Interior Designers are Creative & Technical Problem-Solvers
They work with their clients to develop design solutions of all scales that are safe, functional, healthy, and attractive. Combining practical skills and knowledge, interior designers impact the human experience and transform lives. Interior designers share conversations around topics that matter: from evidence-based and humancentric design to social responsibility, well- being, and sustainability. There are currently 66,500 interior designers in the U.S. and the industry is expected to grow by five percent over the next ten years. The American Society of Interior Designers (ASID) is a community of professionals who believe in the power of interior design to improve the human experience. With more than more than 25,000 members, we serve to unite people who share the belief and seek collaboration with those working to promote the value of interior design.
What Do Interior Designers Do?
Interior designers advance the quality of life for the public by identifying, researching, and creatively solving problems about the built environment to achieve an aesthetically pleasing, functional, safe, and building code compliant interior.
According to the U.S. Bureau of Labor Statistics, the interior design profession will grow an additional 5 percent over the next 10 years – faster than architecture – meaning designers and professionals in associated roles will be in demand.
Interior design is all about how we experience spaces. It’s a powerful, essential part of our daily lives and affects how we live, work, play, and even heal. Comfortable homes, functional workplaces, beautiful public spaces—that’s interior design at work. The best interior designers make it look easy, crafting spaces that anticipate our needs and appeal to our emotions, but in reality a broad set of skills and technical knowledge is required.
Interior designers are expected to have working knowledge of:
- Textiles, materials, color, space planning, sustainability, and more
- Software applications for 2D & 3D computer-aided design (CAD) and building information modeling (BIM)
- Structural requirements, health and safety issues, and building codes
Within the field of interior design, there are a wealth of career options. You can start your own practice, work for a small or large firm, or specialize in a particular skill (such as lighting) or a specific area (such as hospitality). The possibilities are endless—and they’re expanding every day.
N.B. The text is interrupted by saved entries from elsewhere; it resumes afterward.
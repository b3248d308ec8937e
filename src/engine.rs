//! External Braille translation engines.
//!
//! [`TranslationEngine`] is the capability the translator needs: two output
//! modes and an availability probe. Whether the engine is a local process or a
//! remote service is invisible to [`crate::pipeline::braille`].
//!
//! [`LiblouisEngine`] drives the `lou_translate` command-line tool, one process
//! per request: the text goes in on stdin, the translation comes back on
//! stdout.

use crate::config::ConversionConfig;
use crate::error::EngineError;
use async_trait::async_trait;
use std::path::{Path, PathBuf};
use std::process::Stdio;
use std::time::Duration;
use tokio::io::AsyncWriteExt;
use tokio::process::Command;
use tracing::debug;

/// A Braille translation backend.
#[async_trait]
pub trait TranslationEngine: Send + Sync {
    /// Cheap probe: `false` means "do not call me", never an error.
    fn is_available(&self) -> bool;

    /// Contracted (grade-2) output.
    async fn translate_contracted(&self, text: &str) -> Result<String, EngineError>;

    /// Uncontracted dot-pattern output.
    async fn translate_uncontracted(&self, text: &str) -> Result<String, EngineError>;
}

/// An engine that is never available; every translation uses the fallback table.
pub struct NoEngine;

#[async_trait]
impl TranslationEngine for NoEngine {
    fn is_available(&self) -> bool {
        false
    }

    async fn translate_contracted(&self, _text: &str) -> Result<String, EngineError> {
        Ok(String::new())
    }

    async fn translate_uncontracted(&self, _text: &str) -> Result<String, EngineError> {
        Ok(String::new())
    }
}

/// Liblouis via the `lou_translate` executable.
#[derive(Debug, Clone)]
pub struct LiblouisEngine {
    program: PathBuf,
    table: PathBuf,
    timeout_secs: u64,
}

impl LiblouisEngine {
    pub fn new(
        program: impl Into<PathBuf>,
        table: impl Into<PathBuf>,
        timeout_secs: u64,
    ) -> Self {
        Self {
            program: program.into(),
            table: table.into(),
            timeout_secs,
        }
    }

    pub fn from_config(config: &ConversionConfig) -> Self {
        Self::new(
            config.lou_translate.clone(),
            config.braille_table.clone(),
            config.engine_timeout_secs,
        )
    }

    /// Run `lou_translate [extra_args] <table>` with `text` on stdin.
    async fn run(&self, extra_args: &[&str], text: &str) -> Result<String, EngineError> {
        let mut child = Command::new(&self.program)
            .args(extra_args)
            .arg(&self.table)
            .stdin(Stdio::piped())
            .stdout(Stdio::piped())
            .stderr(Stdio::piped())
            .kill_on_drop(true)
            .spawn()
            .map_err(|source| EngineError::Spawn {
                program: self.program.display().to_string(),
                source,
            })?;

        let input = format!("{text}\n");
        let mut stdin = child
            .stdin
            .take()
            .ok_or_else(|| EngineError::Io(std::io::Error::other("stdin not captured")))?;

        // Feed stdin while stdout is drained; lou_translate writes as it reads,
        // so a full stdout pipe would otherwise stall both sides.
        let feed = async move {
            let written = stdin.write_all(input.as_bytes()).await;
            // Closing stdin tells lou_translate the input is complete.
            drop(stdin);
            written
        };
        let exchange = async move {
            let (written, output) = tokio::join!(feed, child.wait_with_output());
            let output = output?;
            // A child that exits early breaks the pipe; its exit status says more.
            if output.status.success() {
                written?;
            }
            Ok::<_, std::io::Error>(output)
        };

        let output = tokio::time::timeout(Duration::from_secs(self.timeout_secs), exchange)
            .await
            .map_err(|_| EngineError::Timeout {
                secs: self.timeout_secs,
            })??;

        if !output.status.success() {
            return Err(EngineError::Exit {
                status: output.status.to_string(),
                stderr: String::from_utf8_lossy(&output.stderr).trim().to_string(),
            });
        }

        let translated = String::from_utf8_lossy(&output.stdout).trim().to_string();
        debug!(
            "lou_translate {:?}: {} chars in → {} chars out",
            extra_args,
            text.chars().count(),
            translated.chars().count()
        );
        Ok(translated)
    }
}

#[async_trait]
impl TranslationEngine for LiblouisEngine {
    fn is_available(&self) -> bool {
        resolve_program(&self.program).is_some() && table_present(&self.table)
    }

    async fn translate_contracted(&self, text: &str) -> Result<String, EngineError> {
        self.run(&[], text).await
    }

    async fn translate_uncontracted(&self, text: &str) -> Result<String, EngineError> {
        self.run(&["--dotsIO"], text).await
    }
}

/// Locate an executable: paths with a directory part must exist as given,
/// bare names are searched on `PATH`.
fn resolve_program(program: &Path) -> Option<PathBuf> {
    if program.components().count() > 1 || program.is_absolute() {
        return program.is_file().then(|| program.to_path_buf());
    }
    let path_var = std::env::var_os("PATH")?;
    std::env::split_paths(&path_var).find_map(|dir| {
        let candidate = dir.join(program);
        if candidate.is_file() {
            return Some(candidate);
        }
        let exe = candidate.with_extension("exe");
        exe.is_file().then_some(exe)
    })
}

/// Tables given by bare name are resolved by liblouis itself (`LOUIS_TABLEPATH`);
/// only explicit paths are checked here.
fn table_present(table: &Path) -> bool {
    if table.components().count() > 1 || table.is_absolute() {
        table.is_file()
    } else {
        !table.as_os_str().is_empty()
    }
}

#[cfg(test)]
mod tests {
    use super::*;

    #[tokio::test]
    async fn no_engine_is_unavailable() {
        let engine = NoEngine;
        assert!(!engine.is_available());
        assert_eq!(engine.translate_contracted("abc").await.unwrap(), "");
    }

    #[test]
    fn missing_executable_is_unavailable() {
        let engine = LiblouisEngine::new(
            "/definitely/not/here/lou_translate",
            "en-us-g2.ctb",
            5,
        );
        assert!(!engine.is_available());

        let engine = LiblouisEngine::new("lou_translate_not_on_path_anywhere", "en-us-g2.ctb", 5);
        assert!(!engine.is_available());
    }

    #[test]
    fn missing_table_file_is_unavailable() {
        let dir = tempfile::tempdir().unwrap();
        let program = dir.path().join("lou_translate");
        std::fs::write(&program, b"").unwrap();
        let engine = LiblouisEngine::new(&program, dir.path().join("missing.ctb"), 5);
        assert!(!engine.is_available());

        let table = dir.path().join("en-us-g2.ctb");
        std::fs::write(&table, b"").unwrap();
        let engine = LiblouisEngine::new(&program, &table, 5);
        assert!(engine.is_available());
    }

    #[tokio::test]
    async fn spawn_failure_is_reported() {
        let engine = LiblouisEngine::new("/definitely/not/here/lou_translate", "t.ctb", 5);
        let err = engine.translate_contracted("abc").await.unwrap_err();
        assert!(matches!(err, EngineError::Spawn { .. }), "{err:?}");
    }

    #[cfg(unix)]
    #[tokio::test]
    async fn process_exchange_trims_stdout() {
        // Stand-in engine that echoes stdin back and ignores the table argument.
        let dir = tempfile::tempdir().unwrap();
        let script = dir.path().join("fake_lou");
        std::fs::write(&script, "#!/bin/sh\ncat -\n").unwrap();
        use std::os::unix::fs::PermissionsExt;
        std::fs::set_permissions(&script, std::fs::Permissions::from_mode(0o755)).unwrap();

        let engine = LiblouisEngine::new(&script, "table.ctb", 5);
        let out = engine.translate_uncontracted("  ⠓⠊  ").await.unwrap();
        assert_eq!(out, "⠓⠊");
    }

    #[cfg(unix)]
    #[tokio::test]
    async fn large_input_does_not_stall_on_full_pipes() {
        let dir = tempfile::tempdir().unwrap();
        let script = dir.path().join("fake_lou");
        std::fs::write(&script, "#!/bin/sh\ncat -\n").unwrap();
        use std::os::unix::fs::PermissionsExt;
        std::fs::set_permissions(&script, std::fs::Permissions::from_mode(0o755)).unwrap();

        // Far beyond a pipe buffer in both directions.
        let text = "braille ".repeat(40_000);
        let engine = LiblouisEngine::new(&script, "table.ctb", 10);
        let out = engine.translate_contracted(&text).await.unwrap();
        assert_eq!(out, text.trim());
    }

    #[cfg(unix)]
    #[tokio::test]
    async fn non_zero_exit_is_an_error() {
        let dir = tempfile::tempdir().unwrap();
        let script = dir.path().join("failing_lou");
        std::fs::write(&script, "#!/bin/sh\necho 'cannot open table' >&2\nexit 3\n").unwrap();
        use std::os::unix::fs::PermissionsExt;
        std::fs::set_permissions(&script, std::fs::Permissions::from_mode(0o755)).unwrap();

        let engine = LiblouisEngine::new(&script, "table.ctb", 5);
        match engine.translate_contracted("abc").await.unwrap_err() {
            EngineError::Exit { stderr, .. } => assert_eq!(stderr, "cannot open table"),
            other => panic!("unexpected {other:?}"),
        }
    }
}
Residential Design: Residential professionals work with private living spaces, primarily designing rooms for new or existing homes. Some even prefer working with a specific room such as the kitchen or bathroom, or planning and creating closet spaces.
Commercial Design: Commercial interior designers plan public spaces—government buildings, private businesses, or other corporate entities. Offices are a common focus of these professionals, but they may also work with schools, banks, retail establishments, and other public spaces. Some work to make hotels and restaurants functional and appealing, while others design areas in hospitals and other healthcare facilities; each field often requires specific knowledge about how the space can be used effectively by both customers/clients and employees.
Career Stage Development
While interior designers may specialize in a specific market sector or type of firm, there are skill sets and knowledge that will benefit each stage of an interior designer’s career. ASID provides learning opportunities at each career stage with in-person events allowing interior designers with various backgrounds, perspectives, and experiences to learn together or online via self-paced modules on the ASID Academy. ASID also celebrates the accomplishments of interior designers throughout their careers through Awards and Competitions.
Find a Job in Interior Design
Impact of Design
The American Society of Interior Designers believes that design transforms lives. ASID serves the full range of the interior design profession and practice through the Society’s programs, networks, and advocacy. We thrive on the strength of cross-functional and interdisciplinary relationships among designers of all specialties, including workplace, healthcare, retail and hospitality, education, institutional, and residential. We lead interior designers in shared conversations around topics that matter: from evidence-based and humancentric design to social responsibility, well-being, and sustainability. We showcase the impact of design on the human experience and the value interior designers provide.
ASID was founded over 40 years ago when two organizations became one, but its legacy dates back to the early 1930s. As we celebrate nearly 85 years of industry leadership, we are leading the future of interior design, continuing to integrate the advantages of local connections with national reach, of small firms with big, and of the places we live with the places we work, play, and heal.